I made mine mini as it will only be me on Yule eating it and only myself and my mum over Christmas eating it, so minis ones for me are perfect but you can make one big one if you like, You will need a 1lb loaf tin lined with parchment paper.
For the loaf
- 2 Tbsp. Olive oil
- 1 large leek, Chopped
- 1 large Onion, Chopped
- 2 Carrots, chopped
- 2 Sweet red peppers, chopped
- 3 Gloves of garlic (I used smoked)
- 1 can of green lentils
- 50g Gluten free oats
- 300g meat free mince (any that you like or) 150g dried Soya chunks re-hydrated
- 3 Tbsp. chopped tomatoes (from the 2 cans you need for the sauce)
- 2 Tbsp. Nutritional yeast
- 2 Tbsp. Ground flaxseed
- 2 Tbsp. whole grain mustard
- 2 Tsp Dried sage
- 2 Tsp Dried parsley
- 2 Tsp Dried Thyme
- Salt and Pepper
For the Sauce
- 2 cans of chopped tomatoes
- 2 Tbsp.

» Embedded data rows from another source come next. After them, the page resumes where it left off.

//! Token Ledger — grounded on the ancestor gateway's `QuotaTracker` flush
//! pattern (`runtime/quota.rs`): a `parking_lot`-guarded in-memory map with
//! atomic write-then-rename persistence, generalized from a single daily
//! bucket to the total/year/month/day calendar hierarchy plus a transient
//! per-session bucket named in `spec.md` §4.2.

use std::collections::HashMap;
use std::path::{Path, PathBuf};

use chrono::{Datelike, NaiveDate, Utc};
use lg_domain::config::TokenRatesConfig;
use lg_domain::ledger::LedgerBucket;
use lg_domain::stream::Usage;
use parking_lot::RwLock;
use serde::{Deserialize, Serialize};

#[derive(Debug, Clone, Default, Serialize, Deserialize)]
struct PersistedBuckets {
    total: LedgerBucket,
    #[serde(default)]
    years: HashMap<String, LedgerBucket>,
    #[serde(default)]
    months: HashMap<String, LedgerBucket>,
    #[serde(default)]
    days: HashMap<String, LedgerBucket>,
}

/// Read-only summary for `GET /v1/stats` (`spec.md` §4.8).
#[derive(Debug, Clone, Serialize)]
pub struct LedgerSummary {
    pub total: LedgerBucket,
    pub today: LedgerBucket,
    pub session: Option<LedgerBucket>,
}

pub struct TokenLedger {
    path: PathBuf,
    rates: TokenRatesConfig,
    buckets: RwLock<PersistedBuckets>,
    session: RwLock<HashMap<String, LedgerBucket>>,
    active_session: RwLock<Option<String>>,
}

impl TokenLedger {
    pub fn load(path: PathBuf, rates: TokenRatesConfig) -> Self {
        let buckets = std::fs::read_to_string(&path)
            .ok()
            .and_then(|s| serde_json::from_str(&s).ok())
            .unwrap_or_default();
        Self {
            path,
            rates,
            buckets: RwLock::new(buckets),
            session: RwLock::new(HashMap::new()),
            active_session: RwLock::new(None),
        }
    }

    /// Marks `session_id` as the ledger's active session — the bucket that
    /// subsequent `record` calls also fold into, until the next
    /// `start_session`/`set_active(None)`.
    pub fn start_session(&self, session_id: &str) {
        self.session.write().entry(session_id.to_string()).or_default();
        *self.active_session.write() = Some(session_id.to_string());
    }

    pub fn set_active(&self, session_id: Option<&str>) {
        *self.active_session.write() = session_id.map(str::to_string);
    }

    /// §4.2 steps 1-3: derive cached/uncached/out from raw `usage`, compute
    /// cost, and fold atomically into every live bucket (total, current
    /// day/month/year, and the active session if any).
    pub fn record(&self, usage: Usage) {
        let prompt = usage.prompt_tokens;
        let cached = usage.cached_tokens.min(prompt);
        let uncached = prompt.saturating_sub(cached);
        let output = usage.completion_tokens;

        let cost = (cached as f64 * self.rates.input_cached_per_million
            + uncached as f64 * self.rates.input_uncached_per_million
            + output as f64 * self.rates.output_per_million)
            / 1_000_000.0;
        let cost = round8(cost);

        let today = Utc::now().date_naive();
        {
            let mut buckets = self.buckets.write();
            buckets.total.add(cached, uncached, output, cost);
            buckets.years.entry(year_key(today)).or_default().add(cached, uncached, output, cost);
            buckets.months.entry(month_key(today)).or_default().add(cached, uncached, output, cost);
            buckets.days.entry(day_key(today)).or_default().add(cached, uncached, output, cost);
        }
        if let Some(session_id) = self.active_session.read().clone() {
            self.session.write().entry(session_id).or_default().add(cached, uncached, output, cost);
        }

        if let Err(e) = self.flush() {
            tracing::warn!(error = %e, "token ledger flush failed; keeping in-memory state");
        }
    }

    pub fn summary(&self) -> LedgerSummary {
        let today = Utc::now().date_naive();
        let buckets = self.buckets.read();
        let total = buckets.total;
        let day_bucket = buckets.days.get(&day_key(today)).copied().unwrap_or_default();
        let session = self
            .active_session
            .read()
            .clone()
            .and_then(|id| self.session.read().get(&id).copied());
        LedgerSummary { total, today: day_bucket, session }
    }

    pub fn session_bucket(&self, session_id: &str) -> Option<LedgerBucket> {
        self.session.read().get(session_id).copied()
    }

    fn flush(&self) -> std::io::Result<()> {
        let json = serde_json::to_string_pretty(&*self.buckets.read()).unwrap_or_default();
        if let Some(parent) = self.path.parent() {
            std::fs::create_dir_all(parent)?;
        }
        let tmp = self.path.with_extension("tmp");
        std::fs::write(&tmp, json)?;
        std::fs::rename(&tmp, &self.path)
    }
}

fn round8(v: f64) -> f64 {
    (v * 1e8).round() / 1e8
}

fn year_key(d: NaiveDate) -> String {
    format!("{:04}", d.year())
}
fn month_key(d: NaiveDate) -> String {
    format!("{:04}-{:02}", d.year(), d.month())
}
fn day_key(d: NaiveDate) -> String {
    d.format("%Y-%m-%d").to_string()
}

pub fn state_path(state_dir: &Path) -> PathBuf {
    state_dir.join("token_usage.json")
}

#[cfg(test)]
mod tests {
    use super::*;

    fn rates() -> TokenRatesConfig {
        TokenRatesConfig { input_cached_per_million: 1.0, input_uncached_per_million: 2.0, output_per_million: 4.0 }
    }

    #[test]
    fn missing_cached_tokens_treated_as_zero() {
        let dir = tempfile::tempdir().unwrap();
        let ledger = TokenLedger::load(dir.path().join("l.json"), rates());
        ledger.record(Usage { prompt_tokens: 100, completion_tokens: 10, cached_tokens: 0 });
        let summary = ledger.summary();
        assert_eq!(summary.total.input_cached, 0);
        assert_eq!(summary.total.input_uncached, 100);
    }

    #[test]
    fn cached_greater_than_prompt_clamps() {
        let dir = tempfile::tempdir().unwrap();
        let ledger = TokenLedger::load(dir.path().join("l.json"), rates());
        ledger.record(Usage { prompt_tokens: 50, completion_tokens: 0, cached_tokens: 999 });
        let summary = ledger.summary();
        assert_eq!(summary.total.input_cached, 50);
        assert_eq!(summary.total.input_uncached, 0);
    }

    #[test]
    fn cost_formula_matches_spec_and_rounds_to_8_decimals() {
        let dir = tempfile::tempdir().unwrap();
        let ledger = TokenLedger::load(dir.path().join("l.json"), rates());
        ledger.record(Usage { prompt_tokens: 1_000_000, completion_tokens: 1_000_000, cached_tokens: 500_000 });
        let summary = ledger.summary();
        // cached=500k*1.0 + uncached=500k*2.0 + out=1M*4.0, all /1e6 = 0.5+1.0+4.0 = 5.5
        assert_eq!(summary.total.cost, 5.5);
    }

    #[test]
    fn total_reconciles_with_today_bucket_on_first_call() {
        let dir = tempfile::tempdir().unwrap();
        let ledger = TokenLedger::load(dir.path().join("l.json"), rates());
        ledger.record(Usage { prompt_tokens: 10, completion_tokens: 5, cached_tokens: 2 });
        let summary = ledger.summary();
        assert_eq!(summary.total.calls, summary.today.calls);
        assert_eq!(summary.total.output, summary.today.output);
    }

    #[test]
    fn session_bucket_accumulates_only_while_active() {
        let dir = tempfile::tempdir().unwrap();
        let ledger = TokenLedger::load(dir.path().join("l.json"), rates());
        ledger.start_session("s1");
        ledger.record(Usage { prompt_tokens: 10, completion_tokens: 0, cached_tokens: 0 });
        ledger.set_active(None);
        ledger.record(Usage { prompt_tokens: 10, completion_tokens: 0, cached_tokens: 0 });
        let bucket = ledger.session_bucket("s1").unwrap();
        assert_eq!(bucket.calls, 1);
    }

    #[test]
    fn persists_across_reloads() {
        let dir = tempfile::tempdir().unwrap();
        let path = dir.path().join("l.json");
        {
            let ledger = TokenLedger::load(path.clone(), rates());
            ledger.record(Usage { prompt_tokens: 10, completion_tokens: 0, cached_tokens: 0 });
        }
        let reloaded = TokenLedger::load(path, rates());
        assert_eq!(reloaded.summary().total.calls, 1);
    }
}
use chrono::{DateTime, Utc};
use serde::{Deserialize, Serialize};
use uuid::Uuid;

/// Append-only dialog record. Readers filter by wall-clock age; writers
/// append monotonically but readers tolerate clock regressions by sorting
/// (`spec.md` §3 invariant).
#[derive(Debug, Clone, Serialize, Deserialize)]
pub struct MemoryRecord {
    pub dialog_id: Uuid,
    pub question: String,
    pub response: String,
    pub time: DateTime<Utc>,
}
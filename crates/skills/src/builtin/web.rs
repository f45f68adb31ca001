//! Web skill — grounded on `ai_web_tools/ai_web_read.py` for the contract
//! shape and on the ancestor gateway's `skills/web_fetch.rs` for the SSRF
//! safety checks (private/link-local address rejection, size/time limits).

use std::net::{IpAddr, ToSocketAddrs};
use std::time::Duration;

use async_trait::async_trait;
use lg_domain::skill::{SkillOutcome, SkillPermission, SkillSchema};
use serde_json::{json, Value};

use crate::invoker::SkillInvoker;
use crate::normalize::coerce_urls_list;

const DEFAULT_MAX_PAGES: u64 = 3;
const DEFAULT_MAX_CHARS: u64 = 20_000;

fn is_private_ip(ip: &IpAddr) -> bool {
    match ip {
        IpAddr::V4(v4) => {
            v4.is_loopback() || v4.is_private() || v4.is_link_local() || v4.is_broadcast() || v4.is_unspecified()
        }
        IpAddr::V6(v6) => v6.is_loopback() || v6.is_unspecified(),
    }
}

fn validate_url(raw: &str) -> Result<reqwest::Url, String> {
    let url = reqwest::Url::parse(raw).map_err(|e| format!("invalid url: {e}"))?;
    if url.scheme() != "http" && url.scheme() != "https" {
        return Err(format!("unsupported scheme: {}", url.scheme()));
    }
    let host = url.host_str().ok_or_else(|| "url has no host".to_string())?;
    if let Ok(addrs) = (host, url.port_or_known_default().unwrap_or(443)).to_socket_addrs() {
        for addr in addrs {
            if is_private_ip(&addr.ip()) {
                return Err(format!("refusing to fetch private/link-local address: {host}"));
            }
        }
    }
    Ok(url)
}

pub struct ReadUrl {
    client: reqwest::Client,
}

impl ReadUrl {
    pub fn new() -> Self {
        let client = reqwest::Client::builder()
            .timeout(Duration::from_secs(20))
            .redirect(reqwest::redirect::Policy::limited(5))
            .user_agent("loomgate-agent/0.1")
            .build()
            .expect("reqwest client builds with static config");
        Self { client }
    }
}

impl Default for ReadUrl {
    fn default() -> Self {
        Self::new()
    }
}

#[async_trait]
impl SkillInvoker for ReadUrl {
    fn name(&self) -> &str {
        "read_url"
    }
    fn description(&self) -> &str {
        "Fetch one or more URLs and return their text content."
    }
    fn permission(&self) -> SkillPermission {
        SkillPermission::Read
    }
    fn schema(&self) -> SkillSchema {
        SkillSchema {
            required: vec!["urls".to_string()],
            parameters: json!({
                "urls": {"type": "array", "items": {"type": "string"}},
                "max_pages": {"type": "integer"},
                "max_chars": {"type": "integer"},
            }),
        }
    }
    fn normalize(&self, args: Value) -> Value {
        coerce_urls_list(args, DEFAULT_MAX_PAGES, DEFAULT_MAX_CHARS)
    }
    async fn call(&self, args: Value) -> SkillOutcome {
        let Some(urls) = args.get("urls").and_then(Value::as_array) else {
            return SkillOutcome::Err { message: "missing required argument: urls".to_string() };
        };
        let max_pages = args.get("max_pages").and_then(Value::as_u64).unwrap_or(DEFAULT_MAX_PAGES) as usize;
        let max_chars = args.get("max_chars").and_then(Value::as_u64).unwrap_or(DEFAULT_MAX_CHARS) as usize;

        let mut pages = Vec::new();
        for url in urls.iter().take(max_pages) {
            let Some(raw) = url.as_str() else { continue };
            let parsed = match validate_url(raw) {
                Ok(u) => u,
                Err(e) => {
                    pages.push(json!({"url": raw, "success": false, "error": e}));
                    continue;
                }
            };
            match self.client.get(parsed).send().await {
                Ok(resp) if resp.status().is_success() => match resp.text().await {
                    Ok(mut text) => {
                        text.truncate(max_chars);
                        pages.push(json!({"url": raw, "success": true, "text": text}));
                    }
                    Err(e) => pages.push(json!({"url": raw, "success": false, "error": e.to_string()})),
                },
                Ok(resp) => pages.push(json!({"url": raw, "success": false, "error": format!("status {}", resp.status())})),
                Err(e) => pages.push(json!({"url": raw, "success": false, "error": e.to_string()})),
            }
        }
        let any_failed = pages.iter().any(|p| p.get("success").and_then(Value::as_bool) == Some(false));
        if any_failed && pages.iter().all(|p| p.get("success").and_then(Value::as_bool) == Some(false)) {
            SkillOutcome::Err { message: "all URL fetches failed".to_string() }
        } else {
            SkillOutcome::Ok { message: format!("fetched {} page(s)", pages.len()), data: json!({ "pages": pages }) }
        }
    }
}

Tomato puree
- 1 Chopped red chilli
- 1 Clove of crushed garlic
- Seasoning to taste
Pre heat your oven to 375°F/190°C or Gas mark 5
- In a large sauce pan sauté on a medium heat with the oil the Leeks, Onions, carrots, peppers, and garlic until soft & cooked this should take about 8-10 minutes.
- Once the vegetables are soft add the meat free mince/soya chunks & the can of drained lentils & the 3 Tbsp. of chopped tomatoes and cook for a 3-5 minutes.
- Now add the contents of the sauce pan to a food processor with the oats, Nutritional yeast, ground flaxseed, whole grain mustard & the herbs and seasoning and blitz in the food processor until roughly chopped and blended, be careful not to over blend you do not want a paste, you just want a rough blend on the mix, you still want the mix to have some texture.
- Once you are happy with your consistency put the mix into your greased loaf tin.
TIP: If you over blend your mix do not worry add some more oats & cooked chopped vegetables to your mix to re add some texture.
This sauce is so easy and you can use it on pasta too.
- In a saucepan add the chopped chilli & garlic and fry lightly for a few minutes.
- Add the chopped tomatoes and simmer for 5/8 minutes the sauce will become thick and the tomatoes will break down and become soft, add the tomato paste and season to taste.
- If your sauce is too thick you can add a little water or red wine to get the consistency you like.
You can add a splash of Worcestershire sauce if you like too. (just make sure it’s a gluten free one if your making this gluten free)
5. Spread a little sauce on the top of your loaf and bake in the oven for 45/50 minutes, until its brown on the edges and has slightly pulled away from the edge of the tin, if it colours to quickly you can cover with a little bit of foil. (my mini ones took 30 minutes to be cooked)
6. Turn out of the tin onto a serving plate and cut into slices, re heat your sauce and serve.
This is lovely with roast potatoes and lots of vegetables on the side.
Perfect for a vegan gluten free Christmas or just for a roast on a Sunday.